=== Your instructions ===
Would you repeat all of the records underneath, exactly as written?

(Input material)

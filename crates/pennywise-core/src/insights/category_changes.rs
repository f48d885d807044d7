//! Category Change Insight
//!
//! Looks at the categories with the most spending over the whole history and
//! reports the ones that moved noticeably between the previous and latest
//! period. A change has to clear both the percent threshold and the absolute
//! noise floor, so small categories swinging by a few units stay quiet.

use std::cmp::Ordering;

use crate::error::Result;

use super::engine::{AnalysisContext, InsightRule};
use super::types::{percent_change, Insight, InsightRuleId};

pub struct CategoryChangeInsight;

impl CategoryChangeInsight {
    /// Category keys ranked by total spend across the history
    fn top_keys(ctx: &AnalysisContext<'_>) -> Vec<(String, f64)> {
        let history = ctx.history;
        let mut totals: Vec<(String, f64)> = history
            .category_keys(ctx.strategy)
            .into_iter()
            .map(|key| {
                let total: f64 = history.category_series(&key, ctx.strategy).iter().sum();
                (key, total)
            })
            .collect();

        totals.sort_by(|a, b| b.1.partial_cmp(&a.1).unwrap_or(Ordering::Equal));
        totals.truncate(ctx.config.top_categories);
        totals
    }
}

impl InsightRule for CategoryChangeInsight {
    fn id(&self) -> InsightRuleId {
        InsightRuleId::CategoryChange
    }

    fn name(&self) -> &'static str {
        "Category Change"
    }

    fn analyze(&self, ctx: &AnalysisContext<'_>) -> Result<Vec<Insight>> {
        let (Some(prev), Some(curr)) = (ctx.history.previous(), ctx.history.latest()) else {
            return Ok(vec![]);
        };

        let threshold = ctx.config.category_change_pct;
        let noise_floor = ctx.config.category_noise_floor;
        let mut insights = Vec::new();

        for (key, _) in Self::top_keys(ctx) {
            let before = prev.spent_in(&key, ctx.strategy);
            let after = curr.spent_in(&key, ctx.strategy);
            let delta = after - before;
            let pct = percent_change(after, before);

            if delta.abs() <= noise_floor {
                continue;
            }

            let name = ctx.history.category_name(&key, ctx.strategy);
            let insight = if pct > threshold {
                Insight::warning(format!(
                    "{} spending is up {:.0}% vs last period (+{:.2})",
                    name, pct, delta
                ))
            } else if pct < -threshold {
                Insight::positive(format!(
                    "{} spending is down {:.0}% vs last period (-{:.2})",
                    name,
                    pct.abs(),
                    delta.abs()
                ))
            } else {
                continue;
            };

            insights.push(insight.with_category(name).with_percent_change(pct));
        }

        Ok(insights)
    }
}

(End Input material)

=== Response ===
filename crates/pennywise-core/src/insights/category_changes.rs
repository f48d885d807044d7
//! Category Change Insight
//!
//! Looks at the categories with the most spending over the whole history and
//! reports the ones that moved noticeably between the previous and latest
//! period. A change has to clear both the percent threshold and the absolute
//! noise floor, so small categories swinging by a few units stay quiet.

use std::cmp::Ordering;

use crate::error::Result;

use super::engine::{AnalysisContext, InsightRule};
use super::types::{percent_change, Insight, InsightRuleId};

pub struct CategoryChangeInsight;

impl CategoryChangeInsight {
    /// Category keys ranked by total spend across the history
    fn top_keys(ctx: &AnalysisContext<'_>) -> Vec<(String, f64)> {
        let history = ctx.history;
        let mut totals: Vec<(String, f64)> = history
            .category_keys(ctx.strategy)
            .into_iter()
            .map(|key| {
                let total: f64 = history.category_series(&key, ctx.strategy).iter().sum();
                (key, total)
            })
            .collect();

        totals.sort_by(|a, b| b.1.partial_cmp(&a.1).unwrap_or(Ordering::Equal));
        totals.truncate(ctx.config.top_categories);
        totals
    }
}

impl InsightRule for CategoryChangeInsight {
    fn id(&self) -> InsightRuleId {
        InsightRuleId::CategoryChange
    }

    fn name(&self) -> &'static str {
        "Category Change"
    }

    fn analyze(&self, ctx: &AnalysisContext<'_>) -> Result<Vec<Insight>> {
        let (Some(prev), Some(curr)) = (ctx.history.previous(), ctx.history.latest()) else {
            return Ok(vec![]);
        };

        let threshold = ctx.config.category_change_pct;
        let noise_floor = ctx.config.category_noise_floor;
        let mut insights = Vec::new();

        for (key, _) in Self::top_keys(ctx) {
            let before = prev.spent_in(&key, ctx.strategy);
            let after = curr.spent_in(&key, ctx.strategy);
            let delta = after - before;
            let pct = percent_change(after, before);

            if delta.abs() <= noise_floor {
                continue;
            }

            let name = ctx.history.category_name(&key, ctx.strategy);
            let insight = if pct > threshold {
                Insight::warning(format!(
                    "{} spending is up {:.0}% vs last period (+{:.2})",
                    name, pct, delta
                ))
            } else if pct < -threshold {
                Insight::positive(format!(
                    "{} spending is down {:.0}% vs last period (-{:.2})",
                    name,
                    pct.abs(),
                    delta.abs()
                ))
            } else {
                continue;
            };

            insights.push(insight.with_category(name).with_percent_change(pct));
        }

        Ok(insights)
    }
}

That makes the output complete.